The Life-Boats of France
ALTHOUGH the French were the first to experiment, as early as 1775, with an 'unsinkable and uncapsizable skiff' (canot insubmersible et inchavirable), they did not develop an organized life-boat service until much later.
Several local rescue-stations had been established by chambers of commerce and other bodies, the earliest having been founded by the Societe Humaine de Boulogne in 1825. In 1854, moreover, a famous marine-artist, M. Th. Gudin, was led by the death in a shipwreck of his brother, who might have been saved had the simplest life-saving apparatus been available, to attempt to put this work on a national basis, but his efforts were unsuccessful.
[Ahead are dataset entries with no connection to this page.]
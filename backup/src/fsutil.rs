//! Small filesystem helpers shared by the write paths.
//!
//! Every state change that must be observed atomically goes through
//! [`publish`]: the bytes are fully written and synced under a temporary name
//! first, then renamed into place, then the directory entry is synced.

use std::path::Path;
use tracing::{debug, warn};

use crate::errors::{BackupError, BackupResult};
use crate::layout::partial_sibling;

/// Remove a file, treating "already gone" as success
pub async fn remove_if_exists(path: &Path) -> BackupResult<()> {
    match tokio::fs::remove_file(path).await {
        Ok(()) => Ok(()),
        Err(e) if e.kind() == std::io::ErrorKind::NotFound => Ok(()),
        Err(e) => Err(BackupError::io(format!("remove {}", path.display()), e)),
    }
}

/// Blocking variant of [`remove_if_exists`] for startup recovery
pub fn remove_if_exists_sync(path: &Path) -> std::io::Result<()> {
    match std::fs::remove_file(path) {
        Ok(()) => Ok(()),
        Err(e) if e.kind() == std::io::ErrorKind::NotFound => Ok(()),
        Err(e) => Err(e),
    }
}

pub async fn exists(path: &Path) -> bool {
    tokio::fs::try_exists(path).await.unwrap_or(false)
}

/// Write `contents` to `path` atomically (temporary sibling, fsync, rename)
pub async fn publish(path: &Path, contents: &[u8]) -> BackupResult<()> {
    let partial = partial_sibling(path);
    let result: std::io::Result<()> = async {
        let mut file = tokio::fs::File::create(&partial).await?;
        tokio::io::AsyncWriteExt::write_all(&mut file, contents).await?;
        file.sync_all().await?;
        drop(file);
        tokio::fs::rename(&partial, path).await
    }
    .await;

    if let Err(e) = result {
        if let Err(cleanup) = remove_if_exists(&partial).await {
            warn!("Could not remove {}: {}", partial.display(), cleanup);
        }
        return Err(BackupError::io(format!("write {}", path.display()), e));
    }

    sync_parent_dir(path).await;
    Ok(())
}

/// Persist a rename by syncing the containing directory (best effort)
pub async fn sync_parent_dir(path: &Path) {
    let Some(parent) = path.parent() else {
        return;
    };
    let parent = parent.to_path_buf();
    let result = tokio::task::spawn_blocking(move || sync_dir(&parent)).await;
    if let Ok(Err(e)) = result {
        debug!("Directory sync skipped: {}", e);
    }
}

/// Blocking directory sync; not every platform allows opening a directory
pub fn sync_dir(dir: &Path) -> std::io::Result<()> {
    #[cfg(unix)]
    {
        std::fs::File::open(dir)?.sync_all()
    }
    #[cfg(not(unix))]
    {
        let _ = dir;
        Ok(())
    }
}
SAME PROBLEMS At last, in 1861, the Department of Public Works, responsible for the lighting and buoying of the French coast, realized the need for a national life-boat service. After investigating the whole problem, an inter-departmental committee decided that such a service was essential, and that it could best be undertaken by a private society recognized and supported by the government. Across the English Channel was an example to follow, our own Royal National Life-boat Institution; and on both sides of the Channel the problems to be solved were similar.
M. Gudin was only too glad to resume his work under the new auspices, and with other public-spirited people he laid the foundation, in 1864, of the Societe Centrale de Sauvetage des Naufrages. Its president, a high-rankingnaval officer whose name carried weight, at once circulated the members of the existing life-boat crews, praising their devotion and assuring them of the material help which they had hitherto lacked.
Further investigations into the facilities for live-saving along the French coast showed that apart from seven life-boat stations and a certain amount of rescue apparatus, there was very little. Some so-called 'life-boats' had rotted at their moorings without ever being used; because of the lack of proper maintenance and frequent inspections the crews had dispersed and the equipment had deteriorated. Steps were taken to rectify this.
BRITISH INFLUENCE A commission set up to experiment with various patterns of life-boats decided that the British 'self-righting' type was most suitable. This was accord- ingly adopted, and between 1865, when the Societe began its work, and 1933 over a hundred 'pullers and sailors' were on station along the coasts of con- tinental France, Corsica, and French North Africa. Other types of life-saving apparatus - rockets and so forth - were entrusted to the coastguards. Special problems arose on the shores of such almost-uninhabited regions as the Camargue (the Rhone delta) and the Gironde estuary; these were dealt with successfully.
A Manuel de Sauvetage Maritime was compiled and the issue was begun of the periodical Annales de Sauvetage Maritime. In 1880 the Societe de secours aux families des marins francais naufrages was founded; and later awards and medals began to be issued for acts of outstanding courage and devotion.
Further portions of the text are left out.